Macrophage migration inhibitory factor induces macrophage recruitment via CC chemokine ligand 2.

Macrophage migration inhibitory factor (MIF) was originally identified for its ability to inhibit the random migration of macrophages in vitro. MIF is now recognized as an important mediator in a range of inflammatory disorders. We recently observed that the absence of MIF is associated with a reduction in leukocyte-endothelial cell interactions induced by a range of inflammatory mediators, suggesting that one mechanism whereby MIF acts during inflammatory responses is by promoting leukocyte recruitment.
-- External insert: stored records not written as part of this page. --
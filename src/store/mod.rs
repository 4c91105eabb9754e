//! Storage seams for the push subsystem.
//!
//! Subscriptions and tasks are owned by the surrounding CRUD application;
//! this crate only reads task counts and keeps the subscription table tidy.

pub mod memory;
pub mod postgres;

use async_trait::async_trait;
use chrono::{DateTime, Duration, NaiveDate, NaiveTime, TimeZone, Utc};
use uuid::Uuid;

use crate::models::subscription::{NewSubscription, Subscription};

/// Subscription directory used by the API and the reminder sweep.
///
/// Implementations must tolerate concurrent `delete` calls for the same row.
#[async_trait]
pub trait SubscriptionStore: Send + Sync {
    /// All subscriptions of one user, oldest first.
    async fn list(&self, user_id: Uuid) -> anyhow::Result<Vec<Subscription>>;

    /// Users holding at least one subscription.
    async fn list_user_ids(&self) -> anyhow::Result<Vec<Uuid>>;

    /// Insert, or replace the keying material of an existing `(user_id, endpoint)` row.
    async fn upsert(&self, subscription: &NewSubscription) -> anyhow::Result<Subscription>;

    /// Remove one subscription. Returns `false` when it was already gone.
    async fn delete(&self, user_id: Uuid, endpoint: &str) -> anyhow::Result<bool>;
}

/// Open tasks due on a given day for one user.
#[derive(Debug, Clone, Default, PartialEq, Eq)]
pub struct DueToday {
    pub count: i64,
    /// Title of the earliest-created matching task, if any.
    pub sample_title: Option<String>,
}

/// UTC instants `[start, end)` covering calendar day `day` in time zone `tz`.
///
/// Due dates are stored as instants, so "due today" is a range query
/// rather than a date cast in the database session's zone.
pub fn local_day_bounds<Tz: TimeZone>(tz: &Tz, day: NaiveDate) -> (DateTime<Utc>, DateTime<Utc>) {
    let next = day.succ_opt().unwrap_or(day);
    (start_of_day(tz, day), start_of_day(tz, next))
}

fn start_of_day<Tz: TimeZone>(tz: &Tz, day: NaiveDate) -> DateTime<Utc> {
    let midnight = day.and_time(NaiveTime::MIN);
    // a DST gap can skip local midnight; the day then starts at the first valid hour
    (0..=3)
        .find_map(|h| {
            tz.from_local_datetime(&(midnight + Duration::hours(h)))
                .earliest()
        })
        .map(|start| start.with_timezone(&Utc))
        .unwrap_or_else(|| Utc.from_utc_datetime(&midnight))
}

/// Read-only view of the task records.
#[async_trait]
pub trait TaskDirectory: Send + Sync {
    /// Open tasks of `user_id` with reminders enabled, due during the
    /// server-local calendar day `today`.
    async fn due_today(&self, user_id: Uuid, today: NaiveDate) -> anyhow::Result<DueToday>;
}
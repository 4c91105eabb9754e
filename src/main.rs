use std::net::SocketAddr;
use std::sync::Arc;

use anyhow::Context;
use clap::Parser;
use tower_http::cors::CorsLayer;
use tracing_subscriber::{layer::SubscriberExt, util::SubscriberInitExt};

use taskpush::config::{self, Config};
use taskpush::jobs::reminder::{Clock, LocalClock, ReminderScheduler};
use taskpush::notification::dispatch::{PushDispatcher, TestSend};
use taskpush::notification::push::PushSender;
use taskpush::notification::vapid::VapidKeyPair;
use taskpush::store::postgres::PgStore;
use taskpush::store::SubscriptionStore;
use taskpush::{api, AppState};

mod cli;

#[tokio::main]
async fn main() -> anyhow::Result<()> {
    let json_logs = std::env::var("LOG_FORMAT").map(|v| v == "json").unwrap_or(false);
    let (plain_layer, json_layer) = if json_logs {
        (None, Some(tracing_subscriber::fmt::layer().json()))
    } else {
        (Some(tracing_subscriber::fmt::layer()), None)
    };

    tracing_subscriber::registry()
        .with(tracing_subscriber::EnvFilter::new(
            std::env::var("RUST_LOG").unwrap_or_else(|_| "taskpush=debug,tower_http=debug".into()),
        ))
        .with(plain_layer)
        .with(json_layer)
        .init();

    let args = cli::Cli::parse();

    // Key generation needs no environment.
    if let Some(cli::Commands::Vapid {
        command: cli::VapidCommands::Generate { subject },
    }) = &args.command
    {
        let keys = VapidKeyPair::generate(subject)?;
        println!("VAPID_PUBLIC_KEY={}", keys.public_key());
        println!("VAPID_PRIVATE_KEY={}", keys.private_key());
        println!("VAPID_SUBJECT={}", keys.subject());
        return Ok(());
    }

    let cfg = config::load()?;

    let result = match args.command {
        Some(cli::Commands::Serve { port }) => {
            let port = port.unwrap_or(cfg.port);
            run_server(cfg, port).await
        }
        Some(cli::Commands::SendTest { user_id }) => handle_send_test(cfg, &user_id).await,
        Some(cli::Commands::Sweep) => handle_sweep(cfg).await,
        Some(cli::Commands::Vapid { .. }) => Ok(()),
        None => {
            let port = cfg.port;
            run_server(cfg, port).await
        }
    };

    if let Err(ref e) = result {
        eprintln!("Error: {:?}", e);
    }
    result
}

/// Validate VAPID settings and build the dispatcher.
///
/// Missing or invalid keys disable push delivery without stopping the process.
fn build_push(cfg: &Config, store: Arc<dyn SubscriptionStore>) -> Option<PushDispatcher> {
    let Some(settings) = &cfg.vapid else {
        tracing::warn!("VAPID keys not configured: push notifications and reminders disabled");
        return None;
    };

    let keys = match VapidKeyPair::from_base64url(
        &settings.public_key,
        &settings.private_key,
        &settings.subject,
    ) {
        Ok(keys) => keys,
        Err(e) => {
            tracing::error!(error = %e, "push notifications disabled");
            return None;
        }
    };

    match PushSender::new(keys, cfg.push_ttl_secs, cfg.push_timeout()) {
        Ok(sender) => Some(PushDispatcher::new(store, sender)),
        Err(e) => {
            tracing::error!(error = %e, "failed to build push HTTP client; push notifications disabled");
            None
        }
    }
}

fn build_scheduler(cfg: &Config, push: PushDispatcher, db: PgStore) -> ReminderScheduler {
    ReminderScheduler::new(push, Arc::new(db), Arc::new(LocalClock), cfg.reminder_time)
        .with_concurrency(cfg.reminder_concurrency)
}

async fn run_server(cfg: Config, port: u16) -> anyhow::Result<()> {
    tracing::info!("Connecting to database...");
    let db = PgStore::connect(&cfg.database_url).await?;

    tracing::info!("Running migrations...");
    db.migrate().await?;

    let subscriptions: Arc<dyn SubscriptionStore> = Arc::new(db.clone());
    let push = build_push(&cfg, subscriptions.clone());

    if let Some(dispatcher) = &push {
        let scheduler = Arc::new(build_scheduler(&cfg, dispatcher.clone(), db.clone()));
        scheduler.spawn();
        tracing::info!(
            fire_at = %cfg.reminder_time.format("%H:%M"),
            "Daily reminder job started"
        );
    }

    let state = Arc::new(AppState {
        subscriptions,
        push,
        config: cfg,
    });

    let app = api::app(state)
        .layer({
            use axum::http::{HeaderName, Method};
            use tower_http::cors::AllowOrigin;
            let app_origin = std::env::var("APP_ORIGIN")
                .unwrap_or_else(|_| "http://localhost:5173".to_string());
            CorsLayer::new()
                .allow_origin(AllowOrigin::predicate(move |origin, _| {
                    let origin_str = origin.to_str().unwrap_or("");
                    origin_str == app_origin
                        || origin_str.starts_with("http://localhost:")
                        || origin_str.starts_with("http://127.0.0.1:")
                }))
                .allow_methods([Method::GET, Method::POST, Method::OPTIONS])
                .allow_headers([
                    HeaderName::from_static("content-type"),
                    HeaderName::from_static("authorization"),
                ])
        });

    let addr = SocketAddr::from(([0, 0, 0, 0], port));
    let listener = tokio::net::TcpListener::bind(addr).await?;
    tracing::info!("taskpush listening on {}", addr);
    axum::serve(listener, app).await?;

    Ok(())
}

async fn handle_send_test(cfg: Config, user_id: &str) -> anyhow::Result<()> {
    let user_id = uuid::Uuid::parse_str(user_id).context("Invalid user_id")?;
    let db = PgStore::connect(&cfg.database_url).await?;
    let push = build_push(&cfg, Arc::new(db))
        .ok_or_else(|| anyhow::anyhow!("VAPID keys not configured"))?;

    match push.send_test(user_id).await? {
        TestSend::NoSubscriptions => println!("No subscriptions for user {}.", user_id),
        TestSend::Attempted(reports) => {
            println!("{:<22} {}", "STATUS", "ENDPOINT");
            for r in reports {
                match r.error {
                    Some(err) => println!("{:<22} {} ({})", r.status, r.endpoint, err),
                    None => println!("{:<22} {}", r.status, r.endpoint),
                }
            }
        }
    }
    Ok(())
}

async fn handle_sweep(cfg: Config) -> anyhow::Result<()> {
    let db = PgStore::connect(&cfg.database_url).await?;
    let push = build_push(&cfg, Arc::new(db.clone()))
        .ok_or_else(|| anyhow::anyhow!("VAPID keys not configured"))?;

    let scheduler = build_scheduler(&cfg, push, db);
    let report = scheduler.sweep(LocalClock.now().date()).await;

    println!("Sweep for {}:", report.date);
    println!("  Users:          {}", report.users);
    println!("  Notified:       {}", report.notified_users);
    println!("  Skipped:        {}", report.skipped_users);
    println!("  Query failures: {}", report.query_failures);
    println!("  Delivered:      {}", report.delivered);
    println!("  Expired:        {}", report.expired);
    println!("  Failed:         {}", report.failed);
    Ok(())
}
use std::fmt;
use std::time::Duration;

use tracing::{debug, info, warn};
use url::Url;

use crate::models::payload::NotificationPayload;
use crate::models::subscription::Subscription;
use crate::notification::vapid::VapidKeyPair;

/// Why one delivery attempt did not succeed.
#[derive(Debug, Clone, PartialEq, Eq)]
pub enum DeliveryFailure {
    /// Push service answered with a non-2xx status other than 404/410.
    Status(u16),
    /// Connection, TLS or timeout error.
    Transport(String),
    /// No credential could be produced; nothing was sent.
    Signing(String),
    /// The stored endpoint is not an absolute http(s) URL.
    InvalidEndpoint(String),
    /// The payload could not be serialized; nothing was sent.
    Payload(String),
}

impl fmt::Display for DeliveryFailure {
    fn fmt(&self, f: &mut fmt::Formatter<'_>) -> fmt::Result {
        match self {
            DeliveryFailure::Status(code) => write!(f, "push service returned HTTP {}", code),
            DeliveryFailure::Transport(e) => write!(f, "transport error: {}", e),
            DeliveryFailure::Signing(e) => write!(f, "signing error: {}", e),
            DeliveryFailure::InvalidEndpoint(e) => write!(f, "invalid endpoint: {}", e),
            DeliveryFailure::Payload(e) => write!(f, "payload encoding error: {}", e),
        }
    }
}

/// Result of one delivery attempt to one endpoint.
#[derive(Debug, Clone, PartialEq, Eq)]
pub enum DeliveryOutcome {
    Delivered,
    /// 404 or 410: the endpoint no longer exists and must be removed.
    SubscriptionExpired,
    DeliveryFailed(DeliveryFailure),
}

impl DeliveryOutcome {
    pub fn is_delivered(&self) -> bool {
        matches!(self, DeliveryOutcome::Delivered)
    }
}

/// Classify a push service status code.
pub fn classify_status(status: u16) -> DeliveryOutcome {
    match status {
        200..=299 => DeliveryOutcome::Delivered,
        404 | 410 => DeliveryOutcome::SubscriptionExpired,
        other => DeliveryOutcome::DeliveryFailed(DeliveryFailure::Status(other)),
    }
}

/// Origin of a push endpoint, used as the credential audience.
pub fn audience_for(endpoint: &str) -> Result<String, DeliveryFailure> {
    let url = Url::parse(endpoint).map_err(|e| DeliveryFailure::InvalidEndpoint(e.to_string()))?;
    if !matches!(url.scheme(), "https" | "http") {
        return Err(DeliveryFailure::InvalidEndpoint(format!(
            "unsupported scheme '{}'",
            url.scheme()
        )));
    }
    let origin = url.origin();
    if !origin.is_tuple() {
        return Err(DeliveryFailure::InvalidEndpoint("endpoint has no host".into()));
    }
    Ok(origin.ascii_serialization())
}

// ── Push Sender ───────────────────────────────────────────────

/// Sends one notification to one endpoint per call.
///
/// No retries: the next daily sweep is the retry. Each request is bounded
/// by the client timeout.
#[derive(Clone)]
pub struct PushSender {
    client: reqwest::Client,
    keys: VapidKeyPair,
    ttl_secs: u32,
}

impl PushSender {
    pub fn new(keys: VapidKeyPair, ttl_secs: u32, timeout: Duration) -> reqwest::Result<Self> {
        let client = reqwest::Client::builder()
            .timeout(timeout)
            .connect_timeout(timeout.min(Duration::from_secs(5)))
            .user_agent(concat!("taskpush/", env!("CARGO_PKG_VERSION")))
            .build()?;
        Ok(Self {
            client,
            keys,
            ttl_secs,
        })
    }

    pub fn keys(&self) -> &VapidKeyPair {
        &self.keys
    }

    pub async fn send(
        &self,
        subscription: &Subscription,
        payload: &NotificationPayload,
    ) -> DeliveryOutcome {
        let endpoint = subscription.endpoint.as_str();

        let audience = match audience_for(endpoint) {
            Ok(a) => a,
            Err(failure) => {
                warn!(endpoint, error = %failure, "push skipped: bad endpoint");
                return DeliveryOutcome::DeliveryFailed(failure);
            }
        };

        let authorization = match self.keys.authorization(&audience) {
            Ok(value) => value,
            Err(e) => {
                warn!(endpoint, error = %e, "push skipped: could not sign VAPID credential");
                return DeliveryOutcome::DeliveryFailed(DeliveryFailure::Signing(e.to_string()));
            }
        };

        let body = match payload.to_bytes() {
            Ok(b) => b,
            Err(e) => {
                warn!(endpoint, error = %e, "push skipped: could not encode payload");
                return DeliveryOutcome::DeliveryFailed(DeliveryFailure::Payload(e.to_string()));
            }
        };

        debug!(endpoint, audience = %audience, bytes = body.len(), "sending push");

        let result = self
            .client
            .post(endpoint)
            .header("authorization", authorization)
            .header("ttl", self.ttl_secs.to_string())
            .header("content-type", "application/json")
            .body(body)
            .send()
            .await;

        match result {
            Ok(resp) => {
                let status = resp.status().as_u16();
                let outcome = classify_status(status);
                match &outcome {
                    DeliveryOutcome::Delivered => {
                        info!(user_id = %subscription.user_id, endpoint, status, "push delivered");
                    }
                    DeliveryOutcome::SubscriptionExpired => {
                        info!(user_id = %subscription.user_id, endpoint, status, "push endpoint gone");
                    }
                    DeliveryOutcome::DeliveryFailed(_) => {
                        let body = resp.text().await.unwrap_or_default();
                        warn!(
                            user_id = %subscription.user_id,
                            endpoint,
                            status,
                            body = %body,
                            "push delivery failed (non-2xx)"
                        );
                    }
                }
                outcome
            }
            Err(e) => {
                warn!(user_id = %subscription.user_id, endpoint, error = %e, "push request error");
                DeliveryOutcome::DeliveryFailed(DeliveryFailure::Transport(e.to_string()))
            }
        }
    }
}

// ── Tests ─────────────────────────────────────────────────────

#[cfg(test)]
mod tests {
    use super::*;
    use chrono::Utc;
    use uuid::Uuid;
    use wiremock::matchers::{header, header_exists, method, path};
    use wiremock::{Mock, MockServer, ResponseTemplate};

    fn sender() -> PushSender {
        let keys = VapidKeyPair::generate("mailto:ops@example.com").unwrap();
        PushSender::new(keys, 3600, Duration::from_secs(2)).unwrap()
    }

    fn subscription(endpoint: String) -> Subscription {
        Subscription {
            id: 1,
            user_id: Uuid::new_v4(),
            endpoint,
            keys_auth: "auth".into(),
            keys_p256dh: "p256dh".into(),
            created_at: Utc::now(),
        }
    }

    #[test]
    fn test_classify_status() {
        assert_eq!(classify_status(201), DeliveryOutcome::Delivered);
        assert_eq!(classify_status(410), DeliveryOutcome::SubscriptionExpired);
        assert_eq!(classify_status(404), DeliveryOutcome::SubscriptionExpired);
        assert_eq!(
            classify_status(429),
            DeliveryOutcome::DeliveryFailed(DeliveryFailure::Status(429))
        );
    }

    #[test]
    fn test_audience_is_origin() {
        assert_eq!(
            audience_for("https://fcm.googleapis.com/fcm/send/abc:def").unwrap(),
            "https://fcm.googleapis.com"
        );
        assert_eq!(
            audience_for("https://push.example.net:8443/wpush/v2/x").unwrap(),
            "https://push.example.net:8443"
        );
        assert_eq!(
            audience_for("https://push.example.net:443/x").unwrap(),
            "https://push.example.net"
        );
        assert!(audience_for("not a url").is_err());
        assert!(audience_for("mailto:someone@example.com").is_err());
    }

    #[tokio::test]
    async fn test_local_failures_are_not_reported_as_transport() {
        let outcome = sender()
            .send(&subscription("ftp://push.example/x".into()), &NotificationPayload::test())
            .await;
        assert!(matches!(
            outcome,
            DeliveryOutcome::DeliveryFailed(DeliveryFailure::InvalidEndpoint(_))
        ));

        let failure = DeliveryFailure::Payload("key must be a string".into());
        assert_eq!(failure.to_string(), "payload encoding error: key must be a string");
        assert_ne!(failure, DeliveryFailure::Transport("key must be a string".into()));
    }

    #[tokio::test]
    async fn test_send_posts_credential_ttl_and_json_body() {
        let mock_server = MockServer::start().await;
        let sender = sender();
        let expected_key = format!(", k={}", sender.keys().public_key());

        Mock::given(method("POST"))
            .and(path("/push/abc"))
            .and(header("ttl", "3600"))
            .and(header("content-type", "application/json"))
            .and(header_exists("authorization"))
            .respond_with(ResponseTemplate::new(201))
            .expect(1)
            .mount(&mock_server)
            .await;

        let sub = subscription(format!("{}/push/abc", mock_server.uri()));
        let outcome = sender.send(&sub, &NotificationPayload::test()).await;
        assert_eq!(outcome, DeliveryOutcome::Delivered);

        let requests = mock_server.received_requests().await.unwrap();
        let auth = requests[0].headers.get("authorization").unwrap().to_str().unwrap();
        assert!(auth.starts_with("vapid t="));
        assert!(auth.ends_with(&expected_key));

        let body: NotificationPayload = serde_json::from_slice(&requests[0].body).unwrap();
        assert_eq!(body, NotificationPayload::test());
    }

    #[tokio::test]
    async fn test_send_410_is_expired() {
        let mock_server = MockServer::start().await;
        Mock::given(method("POST"))
            .respond_with(ResponseTemplate::new(410))
            .expect(1)
            .mount(&mock_server)
            .await;

        let outcome = sender()
            .send(&subscription(format!("{}/gone", mock_server.uri())), &NotificationPayload::test())
            .await;
        assert_eq!(outcome, DeliveryOutcome::SubscriptionExpired);
    }

    #[tokio::test]
    async fn test_send_500_is_failed_without_retry() {
        let mock_server = MockServer::start().await;
        Mock::given(method("POST"))
            .respond_with(ResponseTemplate::new(500).set_body_string("boom"))
            .expect(1)
            .mount(&mock_server)
            .await;

        let outcome = sender()
            .send(&subscription(format!("{}/err", mock_server.uri())), &NotificationPayload::test())
            .await;
        assert_eq!(outcome, DeliveryOutcome::DeliveryFailed(DeliveryFailure::Status(500)));
    }

    #[tokio::test]
    async fn test_send_times_out_as_transport_failure() {
        let mock_server = MockServer::start().await;
        Mock::given(method("POST"))
            .respond_with(ResponseTemplate::new(201).set_delay(Duration::from_secs(5)))
            .mount(&mock_server)
            .await;

        let keys = VapidKeyPair::generate("mailto:ops@example.com").unwrap();
        let sender = PushSender::new(keys, 60, Duration::from_millis(200)).unwrap();
        let outcome = sender
            .send(&subscription(format!("{}/slow", mock_server.uri())), &NotificationPayload::test())
            .await;
        assert!(matches!(
            outcome,
            DeliveryOutcome::DeliveryFailed(DeliveryFailure::Transport(_))
        ));
    }

    #[tokio::test]
    async fn test_send_to_closed_port_is_transport_failure() {
        let outcome = sender()
            .send(&subscription("http://127.0.0.1:1/push".into()), &NotificationPayload::test())
            .await;
        assert!(matches!(
            outcome,
            DeliveryOutcome::DeliveryFailed(DeliveryFailure::Transport(_))
        ));
    }
}
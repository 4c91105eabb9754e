//! Bearer-token authentication for the notification routes.
//!
//! Tokens are minted by the application's login flow: HS256 JWTs signed
//! with `JWT_SECRET` carrying the user id in the `id` claim. Tokens without
//! `exp` are accepted; an `exp` in the past is rejected.

use std::sync::Arc;

use axum::{
    extract::{Request, State},
    http::header::AUTHORIZATION,
    middleware::Next,
    response::Response,
};
use jsonwebtoken::{decode, Algorithm, DecodingKey, Validation};
use serde::{Deserialize, Serialize};
use uuid::Uuid;

use crate::errors::AppError;
use crate::AppState;

#[derive(Debug, Serialize, Deserialize)]
pub struct UserClaims {
    pub id: Uuid,
    #[serde(default, skip_serializing_if = "Option::is_none")]
    pub username: Option<String>,
    #[serde(default, skip_serializing_if = "Option::is_none")]
    pub exp: Option<u64>,
}

/// Authenticated caller, inserted into request extensions by [`require_user`].
#[derive(Debug, Clone, Copy)]
pub struct AuthUser {
    pub id: Uuid,
}

pub fn decode_user_token(token: &str, secret: &str) -> anyhow::Result<UserClaims> {
    let mut validation = Validation::new(Algorithm::HS256);
    validation.required_spec_claims.clear();
    let data = decode::<UserClaims>(
        token,
        &DecodingKey::from_secret(secret.as_bytes()),
        &validation,
    )?;
    Ok(data.claims)
}

/// Middleware: rejects requests without a valid user bearer token.
pub async fn require_user(
    State(state): State<Arc<AppState>>,
    mut req: Request,
    next: Next,
) -> Result<Response, AppError> {
    let token = req
        .headers()
        .get(AUTHORIZATION)
        .and_then(|v| v.to_str().ok())
        .and_then(|v| v.strip_prefix("Bearer "))
        .map(str::trim)
        .ok_or(AppError::Unauthorized)?;

    let claims = decode_user_token(token, &state.config.jwt_secret).map_err(|e| {
        tracing::warn!(error = %e, "rejected user token");
        AppError::Unauthorized
    })?;

    req.extensions_mut().insert(AuthUser { id: claims.id });
    Ok(next.run(req).await)
}
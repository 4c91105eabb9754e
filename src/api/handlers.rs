use std::sync::Arc;

use axum::{
    extract::{rejection::JsonRejection, State},
    http::StatusCode,
    Extension, Json,
};
use serde::{Deserialize, Serialize};

use crate::api::auth::AuthUser;
use crate::errors::AppError;
use crate::models::subscription::NewSubscription;
use crate::notification::dispatch::{DeliveryReport, TestSend};
use crate::notification::push::{audience_for, DeliveryOutcome};
use crate::AppState;

// ── Request / Response DTOs ──────────────────────────────────

/// Browser `PushSubscription.toJSON()` shape.
#[derive(Deserialize)]
pub struct SubscribeRequest {
    pub endpoint: String,
    pub keys: SubscriptionKeys,
}

#[derive(Deserialize)]
pub struct SubscriptionKeys {
    pub auth: String,
    pub p256dh: String,
}

#[derive(Deserialize)]
pub struct UnsubscribeRequest {
    pub endpoint: String,
}

#[derive(Serialize)]
pub struct StatusResponse {
    pub status: &'static str,
}

#[derive(Serialize)]
pub struct TestSendResponse {
    pub status: &'static str,
    pub results: Vec<DeliveryReport>,
}

#[derive(Serialize)]
#[serde(rename_all = "camelCase")]
pub struct VapidKeyResponse {
    pub public_key: String,
}

fn required(field: &str, value: &str) -> Result<(), AppError> {
    if value.trim().is_empty() {
        return Err(AppError::Validation(format!("{} is required", field)));
    }
    Ok(())
}

// ── Handlers ─────────────────────────────────────────────────

/// POST /api/v1/notifications/subscribe: register or refresh a device
pub async fn subscribe(
    State(state): State<Arc<AppState>>,
    Extension(user): Extension<AuthUser>,
    payload: Result<Json<SubscribeRequest>, JsonRejection>,
) -> Result<(StatusCode, Json<StatusResponse>), AppError> {
    let Json(payload) = payload?;
    required("endpoint", &payload.endpoint)?;
    required("keys.auth", &payload.keys.auth)?;
    required("keys.p256dh", &payload.keys.p256dh)?;
    audience_for(&payload.endpoint).map_err(|e| AppError::Validation(e.to_string()))?;

    let row = state
        .subscriptions
        .upsert(&NewSubscription {
            user_id: user.id,
            endpoint: payload.endpoint,
            keys_auth: payload.keys.auth,
            keys_p256dh: payload.keys.p256dh,
        })
        .await?;

    tracing::info!(user_id = %user.id, subscription_id = row.id, "push subscription saved");

    Ok((
        StatusCode::CREATED,
        Json(StatusResponse {
            status: "subscribed",
        }),
    ))
}

/// POST /api/v1/notifications/unsubscribe: forget one device (idempotent)
pub async fn unsubscribe(
    State(state): State<Arc<AppState>>,
    Extension(user): Extension<AuthUser>,
    payload: Result<Json<UnsubscribeRequest>, JsonRejection>,
) -> Result<Json<StatusResponse>, AppError> {
    let Json(payload) = payload?;
    required("endpoint", &payload.endpoint)?;

    let removed = state
        .subscriptions
        .delete(user.id, &payload.endpoint)
        .await?;
    tracing::info!(user_id = %user.id, removed, "push subscription removed");

    Ok(Json(StatusResponse {
        status: "unsubscribed",
    }))
}

/// POST /api/v1/notifications/test: push a test notification to every device
pub async fn send_test(
    State(state): State<Arc<AppState>>,
    Extension(user): Extension<AuthUser>,
) -> Result<(StatusCode, Json<TestSendResponse>), AppError> {
    let push = state.push.as_ref().ok_or(AppError::PushNotConfigured)?;

    match push.send_test(user.id).await? {
        TestSend::NoSubscriptions => Ok((
            StatusCode::NOT_FOUND,
            Json(TestSendResponse {
                status: "no-subscriptions",
                results: Vec::new(),
            }),
        )),
        TestSend::Attempted(results) => {
            let status = if results.iter().any(|r| r.outcome.is_delivered()) {
                "sent"
            } else if results
                .iter()
                .all(|r| r.outcome == DeliveryOutcome::SubscriptionExpired)
            {
                "expired-and-removed"
            } else {
                "failed"
            };
            Ok((StatusCode::OK, Json(TestSendResponse { status, results })))
        }
    }
}

/// GET /api/v1/notifications/vapid-key: application server key for `pushManager.subscribe`
pub async fn vapid_key(
    State(state): State<Arc<AppState>>,
) -> Result<Json<VapidKeyResponse>, AppError> {
    let push = state.push.as_ref().ok_or(AppError::PushNotConfigured)?;
    Ok(Json(VapidKeyResponse {
        public_key: push.sender().keys().public_key().to_string(),
    }))
}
However, it is unknown whether MIF is capable of inducing leukocyte recruitment independently of additional inflammatory stimuli. In this study, we report that MIF is capable of inducing leukocyte adhesion and transmigration in postcapillary venules in vivo. Moreover, leukocytes recruited in response to MIF were predominantly CD68(+) cells of the monocyte/macrophage lineage. Abs against the monocyte-selective chemokine CCL2 (JE/MCP-1) and its receptor CCR2, but not CCL3 and CXCL2, significantly inhibited MIF-induced monocyte adhesion and transmigration. CCL2(-/-) mice displayed a similar reduction in MIF-induced recruitment indicating a critical role of CCL2 in the MIF-induced response. This hypothesis was supported by findings that MIF induced CCL2 release from primary microvascular endothelial cells. These data demonstrate a previously unrecognized function of this pleiotropic cytokine: induction of monocyte migration into tissues. This function may be critical to the ability of MIF to promote diseases such as atherosclerosis and rheumatoid arthritis, in which macrophages are key participants.

Reduced leukocyte-endothelial cell interactions in the inflamed microcirculation of macrophage migration inhibitory factor-deficient mice.

OBJECTIVE: Macrophage migration inhibitory factor (MIF) is a proinflammatory cytokine with established roles in a range of inflammatory conditions. However, it is not known whether MIF influences inflammation via the direct promotion of leukocyte-endothelial cell interactions. Therefore, the aim of these experiments was to investigate the ability of MIF to regulate leukocyte-endothelial cell interactions in the inflamed microvasculature. METHODS: Intravital microscopy was used to examine postcapillary venules in the cremaster muscle and synovium of wild-type and MIF(-/-) mice. Leukocyte-endothelial cell interactions (rolling, adhesion, emigration) were compared under a range of inflammatory conditions. RESULTS: In cremasteric postcapillary venules of MIF(-/-) mice, lipopolysaccharide (LPS)-induced leukocyte rolling, adhesion, and emigration were significantly reduced relative to that in wild-type mice. Similar responses were observed in response to tumor necrosis factor alpha and histamine. Examination of the synovial microvasculature following exposure to carrageenan revealed that leukocyte rolling and adhesion in synovial postcapillary venules and leukocyte entry into the joint space were also reduced significantly in MIF(-/-) mice. In each of these models, the level of P-selectin-dependent rolling was reduced in MIF(-/-) mice. Despite this, no difference in P-selectin expression was observed following LPS treatment. However, microvascular shear forces were elevated in MIF(-/-) mice, raising a possible mechanism to explain the reduced interactions in these animals. CONCLUSION: MIF(-/-) mice consistently displayed a reduction in P-selectin-dependent rolling, suggesting that MIF exerts proinflammatory effects, in part, via the promotion of P-selectin-mediated rolling. Together, these data indicate that MIF promotes interactions between leukocytes and endothelial cells, thereby enhancing the entry of leukocytes into sites of inflammation.